[Dataset entries]

- Opening Delimiter -

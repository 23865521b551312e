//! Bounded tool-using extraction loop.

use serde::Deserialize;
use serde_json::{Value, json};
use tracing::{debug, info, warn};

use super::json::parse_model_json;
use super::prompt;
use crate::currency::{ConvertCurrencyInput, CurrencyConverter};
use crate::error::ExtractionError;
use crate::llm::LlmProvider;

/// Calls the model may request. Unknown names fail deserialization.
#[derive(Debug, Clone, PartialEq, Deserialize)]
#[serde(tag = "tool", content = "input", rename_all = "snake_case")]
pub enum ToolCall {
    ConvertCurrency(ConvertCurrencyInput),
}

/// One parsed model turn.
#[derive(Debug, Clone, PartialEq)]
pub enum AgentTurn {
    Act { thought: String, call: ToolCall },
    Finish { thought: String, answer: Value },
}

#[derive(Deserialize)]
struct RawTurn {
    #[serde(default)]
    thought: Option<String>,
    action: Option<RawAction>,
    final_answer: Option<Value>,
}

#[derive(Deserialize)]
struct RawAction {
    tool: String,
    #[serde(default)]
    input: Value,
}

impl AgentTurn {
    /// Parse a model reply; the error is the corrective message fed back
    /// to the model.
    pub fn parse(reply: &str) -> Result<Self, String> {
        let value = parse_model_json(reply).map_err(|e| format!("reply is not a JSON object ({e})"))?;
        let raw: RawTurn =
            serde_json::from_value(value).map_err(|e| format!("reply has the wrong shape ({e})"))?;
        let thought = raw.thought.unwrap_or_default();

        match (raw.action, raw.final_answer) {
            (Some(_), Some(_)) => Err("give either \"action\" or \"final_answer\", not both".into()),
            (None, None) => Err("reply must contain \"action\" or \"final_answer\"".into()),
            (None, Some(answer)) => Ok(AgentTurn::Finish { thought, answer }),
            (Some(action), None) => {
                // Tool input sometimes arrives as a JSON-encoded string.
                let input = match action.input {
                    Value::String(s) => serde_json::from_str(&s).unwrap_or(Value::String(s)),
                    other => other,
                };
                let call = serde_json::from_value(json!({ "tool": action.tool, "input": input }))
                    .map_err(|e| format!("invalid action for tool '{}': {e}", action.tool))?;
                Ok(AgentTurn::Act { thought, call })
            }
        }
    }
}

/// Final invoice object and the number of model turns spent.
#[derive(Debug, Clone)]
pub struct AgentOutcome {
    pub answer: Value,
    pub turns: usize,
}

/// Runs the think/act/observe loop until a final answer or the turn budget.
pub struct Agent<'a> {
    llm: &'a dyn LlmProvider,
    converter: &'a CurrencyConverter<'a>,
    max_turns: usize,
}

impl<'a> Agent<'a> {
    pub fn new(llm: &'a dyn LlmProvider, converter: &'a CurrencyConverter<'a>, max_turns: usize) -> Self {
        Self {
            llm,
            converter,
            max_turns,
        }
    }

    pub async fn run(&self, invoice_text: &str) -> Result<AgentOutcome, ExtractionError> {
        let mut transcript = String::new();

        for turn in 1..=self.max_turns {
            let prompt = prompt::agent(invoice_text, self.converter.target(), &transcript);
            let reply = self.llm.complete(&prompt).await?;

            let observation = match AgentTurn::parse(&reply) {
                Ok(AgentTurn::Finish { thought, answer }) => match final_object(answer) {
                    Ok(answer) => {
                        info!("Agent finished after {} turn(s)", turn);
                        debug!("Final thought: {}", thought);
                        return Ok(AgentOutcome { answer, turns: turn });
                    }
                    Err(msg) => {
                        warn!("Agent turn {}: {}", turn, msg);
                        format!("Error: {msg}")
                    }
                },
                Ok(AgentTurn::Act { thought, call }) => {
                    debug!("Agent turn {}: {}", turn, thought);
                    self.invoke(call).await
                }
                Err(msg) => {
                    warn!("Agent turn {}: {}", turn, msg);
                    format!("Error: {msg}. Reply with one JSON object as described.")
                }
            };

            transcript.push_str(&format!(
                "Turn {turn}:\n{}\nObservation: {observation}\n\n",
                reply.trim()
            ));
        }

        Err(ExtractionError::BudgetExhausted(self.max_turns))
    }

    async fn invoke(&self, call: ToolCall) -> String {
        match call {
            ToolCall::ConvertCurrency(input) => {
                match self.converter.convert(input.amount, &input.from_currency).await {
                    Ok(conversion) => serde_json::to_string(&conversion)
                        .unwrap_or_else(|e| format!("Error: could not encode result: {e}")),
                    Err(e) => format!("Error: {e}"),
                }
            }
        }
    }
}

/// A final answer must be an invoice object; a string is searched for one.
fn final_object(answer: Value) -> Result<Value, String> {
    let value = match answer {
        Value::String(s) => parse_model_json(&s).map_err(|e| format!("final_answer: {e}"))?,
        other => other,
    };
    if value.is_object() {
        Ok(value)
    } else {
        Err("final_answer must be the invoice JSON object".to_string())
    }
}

- Closing Delimiter -
- Opening Delimiter -

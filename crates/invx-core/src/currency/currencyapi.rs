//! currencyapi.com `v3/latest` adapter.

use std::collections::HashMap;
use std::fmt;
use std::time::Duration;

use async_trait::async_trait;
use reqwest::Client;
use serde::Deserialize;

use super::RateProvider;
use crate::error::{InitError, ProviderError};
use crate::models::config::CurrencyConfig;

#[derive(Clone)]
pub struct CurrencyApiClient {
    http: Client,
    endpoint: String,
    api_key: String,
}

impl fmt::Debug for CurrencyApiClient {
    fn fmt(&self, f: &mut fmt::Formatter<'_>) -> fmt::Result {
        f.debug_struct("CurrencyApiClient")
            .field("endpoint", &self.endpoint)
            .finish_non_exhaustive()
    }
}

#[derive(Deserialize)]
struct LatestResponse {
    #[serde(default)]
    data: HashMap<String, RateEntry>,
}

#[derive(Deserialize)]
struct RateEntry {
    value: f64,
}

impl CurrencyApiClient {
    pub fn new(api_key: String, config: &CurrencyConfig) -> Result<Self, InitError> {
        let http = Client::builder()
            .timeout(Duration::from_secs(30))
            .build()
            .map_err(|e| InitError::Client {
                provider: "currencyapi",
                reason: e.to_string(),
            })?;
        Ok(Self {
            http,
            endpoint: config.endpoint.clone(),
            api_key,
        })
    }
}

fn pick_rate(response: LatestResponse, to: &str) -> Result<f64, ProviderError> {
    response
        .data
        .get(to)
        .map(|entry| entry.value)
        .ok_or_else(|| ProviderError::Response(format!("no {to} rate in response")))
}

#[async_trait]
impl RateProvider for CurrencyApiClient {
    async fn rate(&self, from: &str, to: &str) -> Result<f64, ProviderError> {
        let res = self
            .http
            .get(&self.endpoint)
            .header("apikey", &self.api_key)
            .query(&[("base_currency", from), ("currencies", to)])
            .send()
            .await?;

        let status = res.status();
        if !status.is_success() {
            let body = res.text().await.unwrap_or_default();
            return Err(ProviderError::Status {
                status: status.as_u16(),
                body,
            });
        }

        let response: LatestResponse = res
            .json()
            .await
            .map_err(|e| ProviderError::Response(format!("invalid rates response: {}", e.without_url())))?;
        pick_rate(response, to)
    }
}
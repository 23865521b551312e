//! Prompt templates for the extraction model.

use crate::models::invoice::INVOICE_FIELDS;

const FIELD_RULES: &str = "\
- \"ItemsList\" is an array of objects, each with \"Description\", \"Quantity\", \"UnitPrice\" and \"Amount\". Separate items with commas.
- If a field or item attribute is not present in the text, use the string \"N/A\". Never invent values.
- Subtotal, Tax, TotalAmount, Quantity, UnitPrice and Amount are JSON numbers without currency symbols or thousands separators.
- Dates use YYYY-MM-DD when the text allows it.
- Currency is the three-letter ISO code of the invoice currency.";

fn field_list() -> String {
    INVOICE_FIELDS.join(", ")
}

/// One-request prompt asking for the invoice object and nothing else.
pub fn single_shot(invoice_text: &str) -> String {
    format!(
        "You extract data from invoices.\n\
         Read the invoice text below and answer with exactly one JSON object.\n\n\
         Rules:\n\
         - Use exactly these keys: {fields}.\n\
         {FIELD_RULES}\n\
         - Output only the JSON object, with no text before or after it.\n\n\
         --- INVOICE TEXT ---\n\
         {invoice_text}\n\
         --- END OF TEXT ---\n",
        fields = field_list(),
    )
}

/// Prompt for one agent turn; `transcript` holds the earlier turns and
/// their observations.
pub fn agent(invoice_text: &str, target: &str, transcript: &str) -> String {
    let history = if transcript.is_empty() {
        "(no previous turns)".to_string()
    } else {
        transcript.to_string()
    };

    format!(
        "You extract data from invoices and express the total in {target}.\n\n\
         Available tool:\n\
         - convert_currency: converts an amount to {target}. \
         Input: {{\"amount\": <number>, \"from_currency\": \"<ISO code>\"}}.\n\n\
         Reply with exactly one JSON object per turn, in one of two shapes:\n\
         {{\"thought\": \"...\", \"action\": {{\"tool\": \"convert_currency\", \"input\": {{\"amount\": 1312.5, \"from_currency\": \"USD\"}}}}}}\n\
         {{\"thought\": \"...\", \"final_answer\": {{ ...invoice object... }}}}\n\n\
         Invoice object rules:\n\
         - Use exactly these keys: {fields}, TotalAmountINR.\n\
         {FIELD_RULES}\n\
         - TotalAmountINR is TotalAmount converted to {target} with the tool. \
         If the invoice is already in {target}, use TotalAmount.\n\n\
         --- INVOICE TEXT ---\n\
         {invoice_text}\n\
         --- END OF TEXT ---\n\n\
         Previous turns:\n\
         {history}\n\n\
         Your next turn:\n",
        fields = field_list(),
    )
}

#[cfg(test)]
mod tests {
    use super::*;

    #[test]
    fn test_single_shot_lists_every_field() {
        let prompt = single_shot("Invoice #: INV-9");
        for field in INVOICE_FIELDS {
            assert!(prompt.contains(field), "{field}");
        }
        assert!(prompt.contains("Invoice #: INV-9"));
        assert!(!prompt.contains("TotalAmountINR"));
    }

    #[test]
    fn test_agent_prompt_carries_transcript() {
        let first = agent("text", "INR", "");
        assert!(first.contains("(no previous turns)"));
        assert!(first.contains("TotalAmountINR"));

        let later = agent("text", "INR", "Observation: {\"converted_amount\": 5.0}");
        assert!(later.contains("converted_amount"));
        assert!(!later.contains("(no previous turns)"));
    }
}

- Closing Delimiter -

Work item: Each line above that contains the word "info" must be copied.

Response to the task:
use tracing::{debug, info, warn};
                        info!("Agent finished after {} turn(s)", turn);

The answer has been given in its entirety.